Les Batswanas sont avant tout des éleveurs, organisés en huit régions tribales dotées chacune d'un bourg-capitale. Les autres centres urbains sont des centres d'extraction minière: nickel, cuivre, diamants, exportés dans la CEE (53% des exportations en 1982) et aux États-Unis (20%). La principale source de devises est le diamant, extrait de trois mines principales sous le contrôle de la société à capitaux sud-africains Debswana, qui accroît très rapidement ses investissements. Les grandes sociétés internationales (Shell, CDF, Total) s'intéressent aux énormes ressources de charbon du Kalahari et un projet de chemin de fer transkalahari est à l'étude. Il devrait être raccordé au réseau de Namibie, mais les Sud-africains le bloquent, sauf à la condition de pouvoir y participer. Or ils ne manquent pas de moyens de pression: 87% des importations viennent d'Afrique du Sud, dans le cadre de l'Union douanière sud-africaine ; 30 000 Batswanas y travaillent, dont 25 000 mineurs ; les liaisons aériennes et ferroviaires et l'information (télévision) dépendent de Pretoria ; les régions méridionales frontalières sont encore aux mains des fermiers sud-africains.
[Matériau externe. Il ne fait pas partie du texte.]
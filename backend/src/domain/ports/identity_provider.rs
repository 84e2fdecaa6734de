//! Driving port for authentication against the remote identity provider.
//!
//! Inbound adapters call this to verify credentials without knowing the
//! backing infrastructure, which keeps handler tests deterministic: they
//! substitute a test double instead of wiring a live provider.

use async_trait::async_trait;
use thiserror::Error;

use crate::domain::auth::LoginCredentials;
use crate::domain::identity::{EmailAddress, IdentityId};

/// Identity facts returned by a successful authentication.
#[derive(Debug, Clone, PartialEq, Eq)]
pub struct AuthenticatedIdentity {
    /// Stable identity id.
    pub id: IdentityId,
    /// Address the identity authenticated with.
    pub email: EmailAddress,
}

/// Errors raised by identity provider adapters.
#[derive(Debug, Clone, PartialEq, Eq, Error)]
pub enum IdentityProviderError {
    /// The credentials did not match any identity.
    #[error("invalid credentials")]
    InvalidCredentials,
    /// The provider could not be reached.
    #[error("identity provider unavailable: {message}")]
    Unavailable {
        /// Adapter-supplied failure description.
        message: String,
    },
}

impl IdentityProviderError {
    /// Helper for connectivity failures.
    #[must_use]
    pub fn unavailable(message: impl Into<String>) -> Self {
        Self::Unavailable {
            message: message.into(),
        }
    }
}

/// Port for credential verification.
#[cfg_attr(test, mockall::automock)]
#[async_trait]
pub trait IdentityProvider: Send + Sync {
    /// Validate credentials and return the authenticated identity.
    async fn authenticate(
        &self,
        credentials: &LoginCredentials,
    ) -> Result<AuthenticatedIdentity, IdentityProviderError>;
}
//! Best-effort audit recording in front of the sink port.
//!
//! Every mutating service call records exactly one entry through this
//! recorder. A failed append is logged and swallowed: the audit trail is an
//! observability aid, not a ledger the primary write depends on.

use std::sync::Arc;

use serde_json::Value;
use tracing::warn;

use super::access::Actor;
use super::audit::{AuditEntry, EntityKind};
use super::ports::AuditSink;

/// Records audit entries, tolerating sink failures.
#[derive(Clone)]
pub struct AuditRecorder {
    sink: Arc<dyn AuditSink>,
}

impl AuditRecorder {
    /// Create a recorder in front of the given sink.
    #[must_use]
    pub fn new(sink: Arc<dyn AuditSink>) -> Self {
        Self { sink }
    }

    /// Append one entry; failures are logged and swallowed.
    pub async fn record(
        &self,
        action: &str,
        target_collection: EntityKind,
        target_id: impl Into<String>,
        actor: &Actor,
        details: Value,
    ) {
        let entry = AuditEntry::record(action, target_collection, target_id, actor, details);
        if let Err(error) = self.sink.append(&entry).await {
            warn!(
                %error,
                action = %entry.action,
                collection = %entry.target_collection,
                target = %entry.target_id,
                "audit append failed; primary operation stands"
            );
        }
    }
}
//! HTTP adapters for remote collaborators.

mod audit_sink;

pub use audit_sink::HttpAuditSink;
Grâce à son potentiel minier et à sa proximité de la Namibie, le Botswana bénéficie d'une aide internationale importante (États-Unis, RFA, Chine, Nouvelle-Zélande, fonds saoudiens et Koweitis) habilement gérée par le président Quett Masire et ses ministres, entourés d'une équipe de conseillers hollandais. Par le biais de la "Botswana Development Corporation", une économie mixte se met en place, et finance de vastes projets: abattoirs de Lobatse, industries, projets agricoles du delta intérieur de l'Okavango.

Gaborone est le siège de la SADCC, Southern Africa Development Coordination Conférence, qui regroupe neuf États de la "ligne de front", dans une tentative d'intégration économique visant à atténuer la dépendance vis-à-vis de l'Afrique du Sud.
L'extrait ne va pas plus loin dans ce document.